Sometimes, video is the gentlest and/or most expedient entryway to a new topic. For some time now, I have owned Luciano Ramalho’s impressive Fluent Python: Clear, Concise, and Effective Programming. I must have picked it up (and put it down) four times already — every time, I thought, “I’m not ready for this,” and would postpone the investment in developing my Python skills. Well, I think what I needed was this video course by Michael Kennedy. It was the perfect introduction to the advanced concepts in that book.

After having thoroughly enjoyed Michael Kennedy’s course, I think I may be ready to pick up Fluent Python again, for real this time.

Review: “Sublime Python” video course by Dan Bader

Many people learning Python will recognize the name Dan Bader. He’s not only an experienced Python developer, but also a Python enthusiast who is dedicated to helping us improve our Python skills. He created PythonistaCafe, an online forum similar to Stack Overflow but arguably more friendly and inviting for novices. He also has a YouTube channel with lots of educational videos.

Recently, he published a video course called, “Sublime Python: The Complete Guide to Sublime Text for Python Developers.” This course is really great.

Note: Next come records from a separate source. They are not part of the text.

//! # 스캔 카운트 저장소 (Scan Count Store)
//!
//! 정규화된 식별자 → 누적 스캔 횟수 매핑을 관리하는 영속 저장소입니다.
//! 라우트 핸들러(routes/)와 리딤 서비스(services/redeem.rs)가
//! 이 모듈을 통해 상태를 읽고 씁니다.
//!
//! ## 저장 방식
//! - 매핑 전체를 기동 시 JSON 파일에서 한 번 메모리로 로딩합니다.
//! - 변경이 생길 때마다 매핑 **전체**를 같은 파일에 다시 써서 영속화합니다.
//!   (증분 저장/배치 없음 — 이 규모에서는 파일 하나를 통째로 쓰는 것이 가장 단순합니다)
//! - 항목은 처음 참조될 때 0으로 생성되며, 삭제되지 않습니다.
//!
//! ## 동시성
//! 매핑은 `tokio::sync::Mutex`로 보호됩니다. 잠금은 "메모리 갱신 + 파일 쓰기"
//! 전 구간 동안 유지되므로, 같은 식별자에 대한 동시 스캔 확인이
//! 읽기-증가-쓰기 순서를 서로 끼어들며 섞는 일은 없습니다.
//! (std가 아닌 tokio의 Mutex를 쓰는 이유: 비동기 파일 쓰기를 기다리는 동안
//! 잠금을 계속 들고 있어야 하는데, std Mutex는 await 지점을 넘어 들고 있을 수
//! 없기 때문입니다)

use crate::error::AppError;
// BTreeMap: 키 순서가 정렬된 맵. 직렬화 결과가 항상 같은 순서로 나오므로
// 저장 파일이 결정적(deterministic)으로 생성됩니다.
use std::collections::BTreeMap;
// Path: 파일 경로를 나타내는 불변 참조 타입 (&str과 비슷한 역할)
// PathBuf: 소유된 파일 경로 타입 (String과 비슷한 역할)
use std::path::{Path, PathBuf};
// tokio::fs: 비동기 파일 시스템 모듈
// 일반 std::fs는 동기(블로킹)이므로, 비동기 서버에서는 tokio::fs를 사용해야 합니다.
use tokio::fs;
// tokio::sync::Mutex: async 환경용 상호 배제 잠금
use tokio::sync::Mutex;

/// 식별자별 스캔 카운트를 관리하는 영속 저장소
///
/// 서버 기동 시 `load()`로 한 번 생성되어 `Arc`로 감싸진 뒤
/// 모든 요청 핸들러가 공유합니다. 전역 변수 대신 소유된 객체를
/// 핸들러에 주입하는 구조라서, 테스트에서는 임시 파일 경로로
/// 독립된 저장소를 만들어 쓸 수 있습니다.
pub struct ScanStore {
    /// 스캔 카운트 JSON 파일 경로
    path: PathBuf,
    /// 메모리 상의 매핑 — 파일 내용과 (마지막 flush 직후 기준) 일치합니다.
    counts: Mutex<BTreeMap<String, u64>>,
}

impl ScanStore {
    /// 파일에서 스캔 카운트를 읽어 저장소를 생성합니다.
    ///
    /// # 동작
    /// - 파일이 없으면: 빈 매핑으로 시작합니다 (첫 실행).
    /// - 파일이 있으면: JSON 객체(식별자 → 횟수)로 파싱합니다.
    /// - 파일이 있는데 파싱에 실패하면: `AppError::Corrupt`를 반환합니다.
    ///   호출자(main)는 이를 기동 실패로 처리해야 합니다 — 손상된 상태 위에
    ///   새 카운트를 덮어쓰면 기존 리딤 기록을 잃기 때문입니다.
    pub async fn load(path: impl AsRef<Path>) -> Result<Self, AppError> {
        let path = path.as_ref().to_path_buf();

        // fs::read_to_string(): 파일 전체를 UTF-8 문자열로 읽습니다 (비동기)
        let counts = match fs::read_to_string(&path).await {
            Ok(raw) => {
                // 파싱 실패는 IO 에러와 구분되는 별도 variant로 보고합니다.
                // map_err(): Result의 에러 타입을 다른 타입으로 변환하는 콤비네이터
                serde_json::from_str(&raw).map_err(|e| {
                    AppError::Corrupt(format!("{}: {}", path.display(), e))
                })?
            }
            // ErrorKind::NotFound: 파일 없음 — 에러가 아니라 "아직 저장된 것이 없음"
            Err(e) if e.kind() == std::io::ErrorKind::NotFound => BTreeMap::new(),
            // 그 밖의 IO 에러(권한 등)는 그대로 전파합니다.
            // .into(): std::io::Error → AppError::Io (#[from] 변환)
            Err(e) => return Err(e.into()),
        };

        Ok(Self {
            path,
            counts: Mutex::new(counts),
        })
    }

    /// 식별자가 없으면 스캔 횟수 0으로 생성합니다. 멱등(idempotent) 연산입니다.
    ///
    /// 이미 있는 식별자의 횟수는 절대 바꾸지 않습니다.
    /// 생성 여부와 무관하게 매핑 전체를 파일에 다시 씁니다.
    pub async fn ensure(&self, code: &str) -> Result<(), AppError> {
        // .lock().await: 잠금을 얻을 때까지 비동기로 대기
        let mut counts = self.counts.lock().await;
        // entry().or_insert(): 키가 없으면 기본값을 넣고, 있으면 그대로 둡니다.
        counts.entry(code.to_string()).or_insert(0);
        self.persist(&counts).await
    }

    /// 여러 식별자를 한 번에 생성하고 파일은 한 번만 씁니다.
    ///
    /// QR 일괄 발급에서 사용합니다 — 식별자마다 파일을 다시 쓰는 대신
    /// 배치 전체에 대해 flush를 한 번으로 줄입니다.
    /// 새로 생긴 항목이 없어도 파일은 항상 다시 씁니다.
    pub async fn ensure_all(&self, codes: &[String]) -> Result<(), AppError> {
        let mut counts = self.counts.lock().await;
        for code in codes {
            counts.entry(code.clone()).or_insert(0);
        }
        self.persist(&counts).await
    }

    /// 식별자의 현재 스캔 횟수를 반환합니다. 없는 식별자는 0입니다.
    ///
    /// 읽기 전용: 없는 식별자를 조회해도 항목이 생기지 않습니다.
    /// (항목 생성은 리딤 흐름이 명시적으로 `ensure`/`record_scan`을 부를 때만)
    pub async fn get(&self, code: &str) -> u64 {
        // .copied(): Option<&u64> → Option<u64> (u64는 Copy 타입이므로 복사)
        self.counts.lock().await.get(code).copied().unwrap_or(0)
    }

    /// 스캔 1회를 기록하고 갱신된 횟수를 반환합니다.
    ///
    /// # 동작 (한 번의 잠금 안에서)
    /// 1. 식별자가 없으면 0으로 생성
    /// 2. 횟수를 정확히 1 증가
    /// 3. 매핑 전체를 파일에 동기적으로 다시 쓰기 (응답 전에 완료)
    ///
    /// 횟수는 리딤 성공 여부와 무관하게 모든 확인 시도마다 증가합니다 —
    /// "성공한 리딤 수"가 아니라 "총 스캔 시도 수"를 추적하는 값입니다.
    pub async fn record_scan(&self, code: &str) -> Result<u64, AppError> {
        let mut counts = self.counts.lock().await;
        let count = counts.entry(code.to_string()).or_insert(0);
        *count += 1;
        // *count: 가변 참조를 역참조하여 값을 복사해 둡니다.
        // (persist가 counts를 다시 빌려야 하므로 참조를 먼저 끊습니다)
        let updated = *count;
        self.persist(&counts).await?;
        Ok(updated)
    }

    /// 매핑 전체를 JSON 파일로 직렬화합니다. (호출자가 잠금을 쥔 상태에서 호출)
    ///
    /// 보기 좋게 들여쓰기된 JSON으로 저장합니다 — 운영 중에 파일을 열어
    /// 카운트를 눈으로 확인하는 용도를 겸합니다.
    async fn persist(&self, counts: &BTreeMap<String, u64>) -> Result<(), AppError> {
        let json = serde_json::to_string_pretty(counts)?;
        // fs::write(): 파일에 내용을 씁니다 (파일이 있으면 덮어쓰기, 없으면 새로 생성)
        fs::write(&self.path, json).await?;
        Ok(())
    }
}

// ── 테스트 ──
// #[cfg(test)]: 이 모듈은 `cargo test`에서만 컴파일됩니다.
#[cfg(test)]
mod tests {
    use super::*;

    /// 임시 디렉토리 안의 저장 파일 경로를 만들어 줍니다.
    /// TempDir가 드롭되면 디렉토리와 파일이 함께 삭제됩니다.
    fn temp_store_path(dir: &tempfile::TempDir) -> PathBuf {
        dir.path().join("scan_counts.json")
    }

    // #[tokio::test]: 비동기 테스트를 위한 매크로.
    // 테스트 본문에서 .await를 쓸 수 있게 런타임을 만들어 줍니다.
    #[tokio::test]
    async fn load_starts_empty_when_file_is_missing() {
        let dir = tempfile::tempdir().unwrap();
        let store = ScanStore::load(temp_store_path(&dir)).await.unwrap();

        // 파일이 없으면 빈 상태 — 아무 식별자나 조회해도 0
        assert_eq!(store.get("5551234").await, 0);
    }

    #[tokio::test]
    async fn load_rejects_corrupt_file() {
        let dir = tempfile::tempdir().unwrap();
        let path = temp_store_path(&dir);
        // JSON 매핑이 아닌 내용을 미리 써 둡니다.
        std::fs::write(&path, "not json at all").unwrap();

        let result = ScanStore::load(&path).await;
        // matches!: 값이 주어진 패턴과 일치하는지 검사하는 매크로
        assert!(matches!(result, Err(AppError::Corrupt(_))));
    }

    #[tokio::test]
    async fn ensure_is_idempotent() {
        let dir = tempfile::tempdir().unwrap();
        let store = ScanStore::load(temp_store_path(&dir)).await.unwrap();

        store.ensure("5551234").await.unwrap();
        assert_eq!(store.get("5551234").await, 0);

        // 이미 스캔된 식별자에 ensure를 다시 불러도 횟수가 보존되어야 합니다.
        store.record_scan("5551234").await.unwrap();
        store.ensure("5551234").await.unwrap();
        assert_eq!(store.get("5551234").await, 1);
    }

    #[tokio::test]
    async fn get_does_not_create_entries() {
        let dir = tempfile::tempdir().unwrap();
        let path = temp_store_path(&dir);
        let store = ScanStore::load(&path).await.unwrap();

        assert_eq!(store.get("ghost").await, 0);
        // 조회만으로는 아무것도 영속화되지 않습니다.
        store.ensure("real").await.unwrap();
        let raw = std::fs::read_to_string(&path).unwrap();
        let saved: BTreeMap<String, u64> = serde_json::from_str(&raw).unwrap();
        assert!(!saved.contains_key("ghost"));
        assert_eq!(saved.get("real"), Some(&0));
    }

    #[tokio::test]
    async fn record_scan_increments_by_exactly_one() {
        let dir = tempfile::tempdir().unwrap();
        let store = ScanStore::load(temp_store_path(&dir)).await.unwrap();

        // 없던 식별자도 record_scan 한 번으로 1이 됩니다 (0 생성 + 1 증가).
        assert_eq!(store.record_scan("5551234").await.unwrap(), 1);
        assert_eq!(store.record_scan("5551234").await.unwrap(), 2);
        assert_eq!(store.record_scan("5551234").await.unwrap(), 3);
        // 횟수는 단조 증가 — 다른 식별자의 기록에 영향받지 않습니다.
        store.record_scan("other").await.unwrap();
        assert_eq!(store.get("5551234").await, 3);
    }

    #[tokio::test]
    async fn ensure_all_flushes_once_and_keeps_existing_counts() {
        let dir = tempfile::tempdir().unwrap();
        let path = temp_store_path(&dir);
        let store = ScanStore::load(&path).await.unwrap();

        store.record_scan("5551234").await.unwrap();
        store
            .ensure_all(&["5551234".to_string(), "5559999".to_string()])
            .await
            .unwrap();

        // 기존 카운트는 보존, 새 식별자는 0으로 생성
        assert_eq!(store.get("5551234").await, 1);
        assert_eq!(store.get("5559999").await, 0);
    }

    #[tokio::test]
    async fn persisted_state_round_trips_across_restart() {
        let dir = tempfile::tempdir().unwrap();
        let path = temp_store_path(&dir);

        // 첫 번째 "프로세스": 몇 건 기록
        {
            let store = ScanStore::load(&path).await.unwrap();
            store.record_scan("5551234").await.unwrap();
            store.record_scan("5551234").await.unwrap();
            store.ensure("5550000").await.unwrap();
        }

        // 두 번째 "프로세스": 같은 파일에서 다시 로딩하면
        // 마지막 변경 직후의 매핑이 그대로 복원되어야 합니다.
        let reloaded = ScanStore::load(&path).await.unwrap();
        assert_eq!(reloaded.get("5551234").await, 2);
        assert_eq!(reloaded.get("5550000").await, 0);
        assert_eq!(reloaded.get("never-seen").await, 0);
    }
}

While most of my exploratory data-science work is done using Jupyter Notebooks, there is always a need for a text editor and/or IDE for development of longer “operational” code. In the past, I had tried PyCharm — it’s powerful, but I find the visual layout to be cluttered and confusing; there’s definitely a learning curve. On the other end of the spectrum, I used BBEdit for all my text-editing needs. It has some great features, but I struggled when it came to optimizing BBEdit for Python development. Several colleagues told me to check out Sublime Text 3 in the past, but I got very confused by all the packages and themes, and even the way you have to edit text files to change some preferences.

Dan Bader’s new course really simplifies this process. In this ~6-hour course, he takes you from ground zero (a fresh install of Python and Sublime Text on macOS, Windows, and Linux) to a fully optimized setup with syntax highlighting, code linting, git integration, and streamlined code building/execution. He even shows how to optimize certain tasks from the command line in Terminal. The video course did not cover setting it up your Build environment for a specific conda environment, but he helped me do so via email, and he has added this as a possible future update for the course.

This course really saves a lot of time — To discover all these tweaks on my own would have required several days of frustrating trial and error. Now, I have a really slick text-editing (quasi-IDE) environment for my common Python-development needs.

I highly recommend this course to folks who are struggling with finding a better solution for Python development.